To me every person is an individual with his/ her own story, and everyone can do as and whatever they please, as long as they do not hurt me, my family or others by doing what they fancy.

Same applies to Israel and the Israelis, whether they are Jewish or Buddhist for me does not have anything to do with anything at all.

However, I do get just a tad pissed off, whenever a sense of entitlement of one starts to cause others frustration, hardship – let alone loss of blood and lives!

Therefore my question is a very basic one:

Imagine,  you had a lovely house surrounded by beautiful gardens, which you had inherited from your family, and which has been in your family for generations. If somebody came along, tearing down your fencing, uprooting a few trees to make space for a camper, digging a hole in your yard for sewage, connecting a hose to your garden tap, plugging the power line into your outdoor socket, tapping your satelite dish, helping themselves to your veggies and then proceeding to settle into their van in the middle of your yard without even as much as offering a greeting  – what would you do? You’d walk over, astonished at so much Chutzpah, and raving mad at the damage they caused to your lovely yard, demanding an explanation. All the intruders do is flick out an old book (which has absolutely no meaning to you whatsoever) and quote you a chapter which supposedly entitles them to be exactly where they just set up camp.

Next instance: you go see the town council. They say: talk to a lawyer. So you do. You run around and spend time and money having to prove the fact that what’s yours is yours, more than the fact that they do not belong in your backyard in the first place.

So slightly defeated, you begin to first take the fuse out, which leaves them without power. Then you turn off the water, which now has you without any water either. In short: things get out of control, when all you really want is for those squatters to get the f*** out of your backyard. Now!

And just because their friend happens to be the chief of police should not really matter to you, because it is your backyard.

But soon they start shooting at you every time you want to use your own yard. You are not allowed to defend yourself by shooting back, because the police chief gets nervous. Then your squatters get the steamroller out and start demolishing your lovely house. And that is where you draw the line, lose your cool and everything starts to blow up around everybody without any rhyme or reason, hurting and injuring the innocent neighbors.

That to me is the situation surrounding Israel. In my opinion there is no real end in sight until either the squatters get out or the police chief retires and gets replaced by someone who does the job right by looking at the book of law, and nothing else. Or maybe you call all your fellow believers, corner the chief of police in a dark alley and give him a good beating, to make him consider his options.

But don’t take it from me, take it from this guy who is the specialist on the inside:

“Is Israel a Strategic Asset or a Liability for the US?” – by Chas Freeman

The Nixon Center conference, Chas Freeman on : “Is Israel a Strategic Asset or a Liability for the US?

Strong words from Chas. Freeman, delivered at the Nixon Center in DC. Chas was US ambassador to Saudi Arabia, and was in line to be named to Beijing, but blocked by unknown opponents.

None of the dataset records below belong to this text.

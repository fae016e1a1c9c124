use oxiri::{Iri, IriParseError};
use std::cmp::Ordering;
use std::fmt;

/// An owned RDF [IRI](https://www.w3.org/TR/rdf11-concepts/#dfn-iri).
///
/// The default string formatter is returning an N-Triples, N-Quads, Turtle and TriG compatible representation:
/// ```
/// use rivrdf::NamedNode;
///
/// assert_eq!(
///     "<http://example.com/foo>",
///     NamedNode::new("http://example.com/foo")?.to_string()
/// );
/// # Result::<_,rivrdf::IriParseError>::Ok(())
/// ```
#[derive(Eq, PartialEq, Ord, PartialOrd, Debug, Clone, Hash)]
pub struct NamedNode {
    iri: String,
}

impl NamedNode {
    /// Builds and validate an RDF [IRI](https://www.w3.org/TR/rdf11-concepts/#dfn-iri).
    pub fn new(iri: impl Into<String>) -> Result<Self, IriParseError> {
        Ok(Self::new_from_iri(Iri::parse(iri.into())?))
    }

    #[inline]
    pub(crate) fn new_from_iri(iri: Iri<String>) -> Self {
        Self::new_unchecked(iri.into_inner())
    }

    /// Builds an RDF [IRI](https://www.w3.org/TR/rdf11-concepts/#dfn-iri) from a string.
    ///
    /// It is the caller's responsibility to ensure that `iri` is a valid IRI.
    ///
    /// [`NamedNode::new()`] is a safe version of this constructor and should be used for untrusted data.
    #[inline]
    pub fn new_unchecked(iri: impl Into<String>) -> Self {
        Self { iri: iri.into() }
    }

    #[inline]
    pub fn as_str(&self) -> &str {
        self.iri.as_str()
    }

    #[inline]
    pub fn into_string(self) -> String {
        self.iri
    }

    #[inline]
    pub fn as_ref(&self) -> NamedNodeRef<'_> {
        NamedNodeRef::new_unchecked(&self.iri)
    }
}

impl fmt::Display for NamedNode {
    #[inline]
    fn fmt(&self, f: &mut fmt::Formatter<'_>) -> fmt::Result {
        self.as_ref().fmt(f)
    }
}

impl PartialEq<str> for NamedNode {
    #[inline]
    fn eq(&self, other: &str) -> bool {
        self.as_str() == other
    }
}

impl PartialEq<NamedNode> for str {
    #[inline]
    fn eq(&self, other: &NamedNode) -> bool {
        self == other.as_str()
    }
}

impl PartialEq<&str> for NamedNode {
    #[inline]
    fn eq(&self, other: &&str) -> bool {
        self == *other
    }
}

impl PartialEq<NamedNode> for &str {
    #[inline]
    fn eq(&self, other: &NamedNode) -> bool {
        *self == other
    }
}

/// A borrowed RDF [IRI](https://www.w3.org/TR/rdf11-concepts/#dfn-iri).
///
/// The default string formatter is returning an N-Triples, N-Quads, Turtle and TriG compatible representation:
/// ```
/// use rivrdf::NamedNodeRef;
///
/// assert_eq!(
///     "<http://example.com/foo>",
///     NamedNodeRef::new("http://example.com/foo")?.to_string()
/// );
/// # Result::<_,rivrdf::IriParseError>::Ok(())
/// ```
#[derive(Eq, PartialEq, Ord, PartialOrd, Debug, Clone, Copy, Hash)]
pub struct NamedNodeRef<'a> {
    iri: &'a str,
}

impl<'a> NamedNodeRef<'a> {
    /// Builds and validate an RDF [IRI](https://www.w3.org/TR/rdf11-concepts/#dfn-iri).
    pub fn new(iri: &'a str) -> Result<Self, IriParseError> {
        Ok(Self::new_from_iri(Iri::parse(iri)?))
    }

    #[inline]
    pub(crate) fn new_from_iri(iri: Iri<&'a str>) -> Self {
        Self::new_unchecked(iri.into_inner())
    }

    /// Builds an RDF [IRI](https://www.w3.org/TR/rdf11-concepts/#dfn-iri) from a string.
    ///
    /// It is the caller's responsibility to ensure that `iri` is a valid IRI.
    ///
    /// [`NamedNodeRef::new()`] is a safe version of this constructor and should be used for untrusted data.
    #[inline]
    pub const fn new_unchecked(iri: &'a str) -> Self {
        Self { iri }
    }

    #[inline]
    pub const fn as_str(self) -> &'a str {
        self.iri
    }

    #[inline]
    pub fn into_owned(self) -> NamedNode {
        NamedNode::new_unchecked(self.iri)
    }
}

impl fmt::Display for NamedNodeRef<'_> {
    #[inline]
    fn fmt(&self, f: &mut fmt::Formatter<'_>) -> fmt::Result {
        write!(f, "<{}>", self.iri)
    }
}

impl From<NamedNodeRef<'_>> for NamedNode {
    #[inline]
    fn from(node: NamedNodeRef<'_>) -> Self {
        node.into_owned()
    }
}

impl<'a> From<&'a NamedNode> for NamedNodeRef<'a> {
    #[inline]
    fn from(node: &'a NamedNode) -> Self {
        node.as_ref()
    }
}

impl PartialEq<NamedNode> for NamedNodeRef<'_> {
    #[inline]
    fn eq(&self, other: &NamedNode) -> bool {
        self.as_str() == other.as_str()
    }
}

impl PartialEq<NamedNodeRef<'_>> for NamedNode {
    #[inline]
    fn eq(&self, other: &NamedNodeRef<'_>) -> bool {
        self.as_str() == other.as_str()
    }
}

impl PartialEq<str> for NamedNodeRef<'_> {
    #[inline]
    fn eq(&self, other: &str) -> bool {
        self.as_str() == other
    }
}

impl PartialEq<NamedNodeRef<'_>> for str {
    #[inline]
    fn eq(&self, other: &NamedNodeRef<'_>) -> bool {
        self == other.as_str()
    }
}

impl PartialOrd<NamedNode> for NamedNodeRef<'_> {
    #[inline]
    fn partial_cmp(&self, other: &NamedNode) -> Option<Ordering> {
        self.as_str().partial_cmp(other.as_str())
    }
}

impl PartialOrd<NamedNodeRef<'_>> for NamedNode {
    #[inline]
    fn partial_cmp(&self, other: &NamedNodeRef<'_>) -> Option<Ordering> {
        self.as_str().partial_cmp(other.as_str())
    }
}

Nominated by President Obama to be chairman of the National Intelligence Council, he withdrew after being vilified by the all-powerful lobby favoring Israeli interests in DC, led by AIPAC.

Chas has since become increasingly outspoken in expressing his concerns about what he considers to be the one-sided nature of the US-Israel relationship. These comments in a recent debate at the Nixon Center are the most trenchant I have seen.

Without further ado, here then is Chas. Freeman – unplugged – at the Nixon Center:

“Is Israel a strategic asset or liability for the United States? Interesting question. We must thank the Nixon Center for asking it. In my view, there are many reasons for Americans to wish the Jewish state well. Under current circumstances, strategic advantage for the United States is not one of them. If we were to reverse the question, however, and to ask whether the United States is a strategic asset or liability for Israel, there would be no doubt about the answer.

American taxpayers fund between 20 and 25 percent of Israel’s defense budget (depending on how you calculate this). Twenty-six percent of the $3 billion in military aid we grant to the Jewish state each year is spent in Israel on Israeli defense products. Uniquely, Israeli companies are treated like American companies for purposes of U.S. defense procurement. Thanks to congressional earmarks, we also often pay half the costs of special Israeli research and development projects, even when – as in the case of defense against very short-range unguided missiles — the technology being developed is essentially irrelevant to our own military requirements. In short, in many ways, American taxpayers fund jobs in Israel’s military industries that could have gone to our own workers and companies. Meanwhile, Israel gets pretty much whatever it wants in terms of our top-of-the-line weapons systems, and we pick up the tab.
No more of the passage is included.